1) Most of the time (90%+) focus was obtained quickly without hunting. Fast enough--though I did not check continuous focus with fast moving objects as I rarely need that mode for the work I do (events, portraits, theatrical productions). I'm not a sports shooter so can't judge how well this combo performs here.

2) Occasionally, particularly when first turning on the camera, a bit of hunting occurred but subsequent shots (even at very different distances) were generally quick.

3) In good light, including indoors, or lower light at ISO 6400 (which still looks great!) focusing was quick--not a lightening fast as using a Metabones IV--but certainly fast enough. Not much hunting at all, except in low light. Even then, many shots involved no hunting.

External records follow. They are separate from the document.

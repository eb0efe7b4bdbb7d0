//! An interface trait so that the rest of the jail pipeline can issue the
//! handful of privileged syscalls it needs without depending on whether it
//! is really running as root or being exercised by a test double.
use std::{any::Any, path::Path};

use caps::{errors::CapsError, CapSet, CapsHashSet};
use nix::mount::MsFlags;
use nix::unistd::{Gid, Uid};

use crate::syscall::{linux::LinuxSyscall, test::TestHelperSyscall};

/// The syscalls the jail pipeline issues while it still holds capabilities.
/// Every method here corresponds to one syscall; none of them loop or retry.
pub trait Syscall {
    fn as_any(&self) -> &dyn Any;

    fn mount(
        &self,
        source: Option<&Path>,
        target: &Path,
        fstype: Option<&str>,
        flags: MsFlags,
        data: Option<&str>,
    ) -> Result<(), nix::errno::Errno>;

    fn umount2(&self, target: &Path, flags: nix::mount::MntFlags) -> Result<(), nix::errno::Errno>;

    fn chown(&self, path: &Path, owner: Uid, group: Gid) -> Result<(), nix::errno::Errno>;

    fn set_capability(&self, cset: CapSet, value: &CapsHashSet) -> Result<(), CapsError>;
}

pub fn create_syscall() -> Box<dyn Syscall> {
    if cfg!(test) {
        Box::new(TestHelperSyscall::default())
    } else {
        Box::new(LinuxSyscall)
    }
}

4) In Lightroom (latest version released  this week with native support for A6300 raw), metadata mis-identifies Canon lenses as their Sony equivalents, but manually selecting Canon lenses applied lens corrections reliably. 

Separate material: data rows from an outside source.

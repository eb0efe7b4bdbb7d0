//! Implements the `Syscall` trait for real Linux systems
use std::any::Any;
use std::path::Path;

use caps::{errors::CapsError, CapSet, Capability, CapsHashSet};
use nix::mount::{mount, umount2, MntFlags, MsFlags};
use nix::unistd::{chown, Gid, Uid};

use super::Syscall;

/// Empty structure to implement the `Syscall` trait for
#[derive(Clone, Copy, Default)]
pub struct LinuxSyscall;

impl Syscall for LinuxSyscall {
    /// To enable dynamic typing,
    /// see https://doc.rust-lang.org/std/any/index.html for more information
    fn as_any(&self) -> &dyn Any {
        self
    }

    fn mount(
        &self,
        source: Option<&Path>,
        target: &Path,
        fstype: Option<&str>,
        flags: MsFlags,
        data: Option<&str>,
    ) -> Result<(), nix::errno::Errno> {
        mount(source, target, fstype, flags, data)
    }

    fn umount2(&self, target: &Path, flags: MntFlags) -> Result<(), nix::errno::Errno> {
        umount2(target, flags)
    }

    fn chown(&self, path: &Path, owner: Uid, group: Gid) -> Result<(), nix::errno::Errno> {
        chown(path, Some(owner), Some(group))
    }

    /// Set capabilities for the calling process. `caps::set` cannot assign
    /// the bounding set wholesale, so it is lowered one capability at a time
    /// by dropping whatever isn't in `value`.
    fn set_capability(&self, cset: CapSet, value: &CapsHashSet) -> Result<(), CapsError> {
        match cset {
            CapSet::Bounding => {
                let all = caps::all();
                for c in all.difference(value) {
                    match c {
                        Capability::CAP_PERFMON
                        | Capability::CAP_CHECKPOINT_RESTORE
                        | Capability::CAP_BPF => {
                            log::warn!("{:?} is not supported.", c);
                            continue;
                        }
                        _ => caps::drop(None, CapSet::Bounding, *c)?,
                    }
                }
                Ok(())
            }
            _ => caps::set(None, cset, value),
        }
    }
}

5) These f4.0 lightweight Canon lenses (compared to F2.8 versions) did become effectively 2.8 lenses; this is particularly nice with the 70-200 L f4, as the native 2.8 is a beast. 

6) If I want 'normal' focal lengths, I can use the Speed Booster. For extra reach, I can use the standard Metabones adapter. This is terrific flexibility.

7) As you'd expect, there's no comparison between the Canon 24-70F4 with any of Sony's APS-C standard lenses for the A6300. The Canon is simply superb.  And the Canon 70-200 feels lighter and operates more smoothly than the Sony 70-200 f4 (which I also use), and, of course, on the Speed Booster, keeps its normal range AND becomes an effective f2.8.

 

I could not be more delighted with these results. The Canon 24-70 L IS f4 will become my standard lens when using the A6300. While large, it is not overly large nor overly heavy.  A great combo. Frankly, I was pleasantly surprised, given reports of slow focusing on the 6000.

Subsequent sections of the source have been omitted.